Data for analysis

Start of Block

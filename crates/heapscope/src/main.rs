//! heapscope: heap census for a suspended managed runtime
//!
//! Attaches to the heap export of the given process, walks every live
//! object once, and prints per-class counts and sizes grouped by
//! generation.
//!
//! Exit status: 0 complete report, 1 attach or read failure, 2 usage
//! error, 3 report cut short by `HEAPSCOPE_DEADLINE_MS`.

mod cli;

use anyhow::{Context, Result};
use heapscope_census::{CensusConfig, CensusEngine, Completeness, ReportFormatter};
use heapscope_snapshot::{SnapshotConfig, SnapshotHeap};
use std::io::{self, Write};
use std::process::ExitCode;
use tracing::info;
use tracing_subscriber::EnvFilter;

// Use mimalloc as the global allocator
#[global_allocator]
static GLOBAL: mimalloc::MiMalloc = mimalloc::MiMalloc;

const DEFAULT_LOG_FILTER: &str = "heapscope=info,heapscope_census=info,heapscope_snapshot=info";

fn main() -> ExitCode {
    // Logs go to stderr, stdout carries only the report
    tracing_subscriber::fmt()
        .with_env_filter(
            EnvFilter::try_from_default_env()
                .unwrap_or_else(|_| EnvFilter::new(DEFAULT_LOG_FILTER)),
        )
        .with_writer(io::stderr)
        .with_target(false)
        .compact()
        .init();

    let args: Vec<String> = std::env::args().skip(1).collect();
    let pid = match cli::parse_args(args.as_slice()) {
        Ok(pid) => pid,
        Err(err) => {
            eprintln!("heapscope: {err}");
            eprintln!("{}", cli::USAGE);
            return ExitCode::from(err.exit_status());
        }
    };

    let outcome = run(pid);
    if let Err(err) = &outcome {
        eprintln!("heapscope: {err:#}");
    }
    ExitCode::from(cli::exit_status(&outcome))
}

fn run(pid: u32) -> Result<Completeness> {
    let census_config = CensusConfig::from_env();
    let snapshot_config = SnapshotConfig::from_env();

    info!(pid, "heapscope starting");

    let mut heap = SnapshotHeap::open(pid, &snapshot_config)
        .with_context(|| format!("attaching to process {pid}"))?;

    let report = CensusEngine::new(census_config.clone())
        .run(&mut heap)
        .context("heap census failed, no report produced")?;

    let rendered = ReportFormatter::from_config(&census_config).render(&report);
    let mut stdout = io::stdout().lock();
    stdout
        .write_all(rendered.as_bytes())
        .and_then(|()| stdout.flush())
        .context("writing report")?;

    Ok(report.completeness())
}
//! Target process checks.

use sysinfo::{Pid, ProcessRefreshKind, System};

/// Whether a process with `pid` currently exists.
pub fn is_running(pid: u32) -> bool {
    let pid = Pid::from_u32(pid);
    let mut system = System::new();
    system.refresh_processes_specifics(
        sysinfo::ProcessesToUpdate::Some(&[pid]),
        true,
        ProcessRefreshKind::everything(),
    );

    system.process(pid).is_some()
}
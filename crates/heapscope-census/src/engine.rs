//! Census Engine
//!
//! Drives the single traversal of the target heap:
//!
//! ```text
//! collector_family() ──▶ HeapLayout (resolved once)
//!         │
//!         ▼
//! for_each_live_object ──▶ classify ──▶ Eden / Survivor / Old table
//!         │                    │
//!         │                    ├── Unknown ──▶ combined table (region-based)
//!         │                    └── Err ──────▶ logged, dropped
//!         ▼
//!   CensusReport
//! ```
//!
//! A misclassified object only costs that object. A read failure costs the
//! run: the engine returns [`CensusError::Incomplete`] rather than a
//! silently truncated report.

use crate::access::{AccessError, HeapAccess, ObjectRef};
use crate::classifier::{GenerationBucket, classify};
use crate::config::CensusConfig;
use crate::layout::HeapLayout;
use crate::stats::ClassStatsTable;
use std::ops::ControlFlow;
use std::time::{Duration, Instant};
use thiserror::Error;
use tracing::{debug, error, info, warn};

/// Census failures
#[derive(Debug, Error)]
pub enum CensusError {
    #[error("Failed to resolve heap layout")]
    Attach(#[source] AccessError),

    #[error("Census incomplete after {visited} objects")]
    Incomplete {
        visited: u64,
        #[source]
        source: AccessError,
    },
}

/// Whether the walk covered the whole heap
#[derive(Debug, Clone, Copy, PartialEq, Eq)]
pub enum Completeness {
    Complete,
    /// The configured deadline expired first
    TimedOut { visited: u64 },
}

/// Final census result. Immutable once the run returns.
#[derive(Debug, Clone)]
pub struct CensusReport {
    layout: HeapLayout,
    eden: ClassStatsTable,
    survivor: ClassStatsTable,
    old: ClassStatsTable,
    /// Region-based layouts only
    unattributed: ClassStatsTable,
    visited: u64,
    unknown: u64,
    misclassified: u64,
    used_bytes: Option<u64>,
    completeness: Completeness,
    elapsed: Duration,
}

impl CensusReport {
    fn new(layout: HeapLayout) -> Self {
        Self {
            layout,
            eden: ClassStatsTable::new(),
            survivor: ClassStatsTable::new(),
            old: ClassStatsTable::new(),
            unattributed: ClassStatsTable::new(),
            visited: 0,
            unknown: 0,
            misclassified: 0,
            used_bytes: None,
            completeness: Completeness::Complete,
            elapsed: Duration::ZERO,
        }
    }

    fn record(&mut self, object: &ObjectRef<'_>) {
        self.visited += 1;

        let table = match classify(object, &self.layout) {
            Ok(GenerationBucket::Eden) => &mut self.eden,
            Ok(GenerationBucket::Survivor) => &mut self.survivor,
            Ok(GenerationBucket::Old) => &mut self.old,
            Ok(GenerationBucket::Unknown) => {
                self.unknown += 1;
                &mut self.unattributed
            }
            Err(err) => {
                warn!(
                    address = %object.address,
                    class = object.class_name,
                    "Unknown generation, dropping object: {}",
                    err
                );
                self.unknown += 1;
                self.misclassified += 1;
                return;
            }
        };

        table.accumulate(object.class_name, object.shallow_size);
    }

    pub fn layout(&self) -> &HeapLayout {
        &self.layout
    }

    /// Table for one bucket. `Unknown` is the combined region-based table.
    pub fn table(&self, bucket: GenerationBucket) -> &ClassStatsTable {
        match bucket {
            GenerationBucket::Eden => &self.eden,
            GenerationBucket::Survivor => &self.survivor,
            GenerationBucket::Old => &self.old,
            GenerationBucket::Unknown => &self.unattributed,
        }
    }

    /// Objects handed to the engine
    pub fn visited(&self) -> u64 {
        self.visited
    }

    /// Objects counted in the Eden, Survivor and Old tables
    pub fn attributed(&self) -> u64 {
        GenerationBucket::GENERATIONS
            .iter()
            .map(|bucket| self.table(*bucket).totals().count)
            .sum()
    }

    /// Objects not attributed to a generation, misclassified ones included
    pub fn unknown(&self) -> u64 {
        self.unknown
    }

    /// Objects dropped because no region matched
    pub fn misclassified(&self) -> u64 {
        self.misclassified
    }

    pub fn used_bytes(&self) -> Option<u64> {
        self.used_bytes
    }

    pub fn completeness(&self) -> Completeness {
        self.completeness
    }

    pub fn is_complete(&self) -> bool {
        self.completeness == Completeness::Complete
    }

    /// Wall time spent walking the heap
    pub fn elapsed(&self) -> Duration {
        self.elapsed
    }
}

/// Runs heap censuses.
#[derive(Debug, Clone, Default)]
pub struct CensusEngine {
    config: CensusConfig,
}

impl CensusEngine {
    pub fn new(config: CensusConfig) -> Self {
        Self { config }
    }

    pub fn config(&self) -> &CensusConfig {
        &self.config
    }

    /// Walk every live object of `heap` once and aggregate the result.
    pub fn run<H>(&self, heap: &mut H) -> Result<CensusReport, CensusError>
    where
        H: HeapAccess + ?Sized,
    {
        let layout = heap.collector_family().map_err(CensusError::Attach)?;
        info!(family = layout.family_name(), "Starting heap census");
        debug!("Heap layout: {}", layout);

        if let HeapLayout::RegionBased { collector } = &layout {
            warn!(
                collector = collector.as_str(),
                "Detailed generation breakdown is unsupported for this collector, \
                 reporting a single combined table"
            );
        }

        let mut report = CensusReport::new(layout);
        report.used_bytes = heap.used_bytes();

        let started = Instant::now();
        let deadline = self.config.deadline.map(|limit| started + limit);
        let mut timed_out = false;

        let walk = heap.for_each_live_object(&mut |object: ObjectRef<'_>| {
            if deadline.is_some_and(|deadline| Instant::now() >= deadline) {
                timed_out = true;
                return ControlFlow::Break(());
            }
            report.record(&object);
            ControlFlow::Continue(())
        });
        report.elapsed = started.elapsed();

        if let Err(source) = walk {
            error!(
                visited = report.visited,
                "Heap became unreadable during traversal: {}", source
            );
            return Err(CensusError::Incomplete {
                visited: report.visited,
                source,
            });
        }

        if timed_out {
            warn!(
                visited = report.visited,
                "Census deadline reached, report is incomplete"
            );
            report.completeness = Completeness::TimedOut {
                visited: report.visited,
            };
        }

        info!(
            visited = report.visited,
            unknown = report.unknown,
            elapsed_ms = report.elapsed.as_millis() as u64,
            "Heap census finished"
        );

        Ok(report)
    }
}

End of Block

Exercise goal
Taking the records from the top, repeat each line exactly until you have repeated the line that contains "let mut heap".

Output below
filename crates/heapscope/src/main.rs
//! heapscope: heap census for a suspended managed runtime
//!
//! Attaches to the heap export of the given process, walks every live
//! object once, and prints per-class counts and sizes grouped by
//! generation.
//!
//! Exit status: 0 complete report, 1 attach or read failure, 2 usage
//! error, 3 report cut short by `HEAPSCOPE_DEADLINE_MS`.

mod cli;

use anyhow::{Context, Result};
use heapscope_census::{CensusConfig, CensusEngine, Completeness, ReportFormatter};
use heapscope_snapshot::{SnapshotConfig, SnapshotHeap};
use std::io::{self, Write};
use std::process::ExitCode;
use tracing::info;
use tracing_subscriber::EnvFilter;

// Use mimalloc as the global allocator
#[global_allocator]
static GLOBAL: mimalloc::MiMalloc = mimalloc::MiMalloc;

const DEFAULT_LOG_FILTER: &str = "heapscope=info,heapscope_census=info,heapscope_snapshot=info";

fn main() -> ExitCode {
    // Logs go to stderr, stdout carries only the report
    tracing_subscriber::fmt()
        .with_env_filter(
            EnvFilter::try_from_default_env()
                .unwrap_or_else(|_| EnvFilter::new(DEFAULT_LOG_FILTER)),
        )
        .with_writer(io::stderr)
        .with_target(false)
        .compact()
        .init();

    let args: Vec<String> = std::env::args().skip(1).collect();
    let pid = match cli::parse_args(args.as_slice()) {
        Ok(pid) => pid,
        Err(err) => {
            eprintln!("heapscope: {err}");
            eprintln!("{}", cli::USAGE);
            return ExitCode::from(err.exit_status());
        }
    };

    let outcome = run(pid);
    if let Err(err) = &outcome {
        eprintln!("heapscope: {err:#}");
    }
    ExitCode::from(cli::exit_status(&outcome))
}

fn run(pid: u32) -> Result<Completeness> {
    let census_config = CensusConfig::from_env();
    let snapshot_config = SnapshotConfig::from_env();

    info!(pid, "heapscope starting");

    let mut heap = SnapshotHeap::open(pid, &snapshot_config)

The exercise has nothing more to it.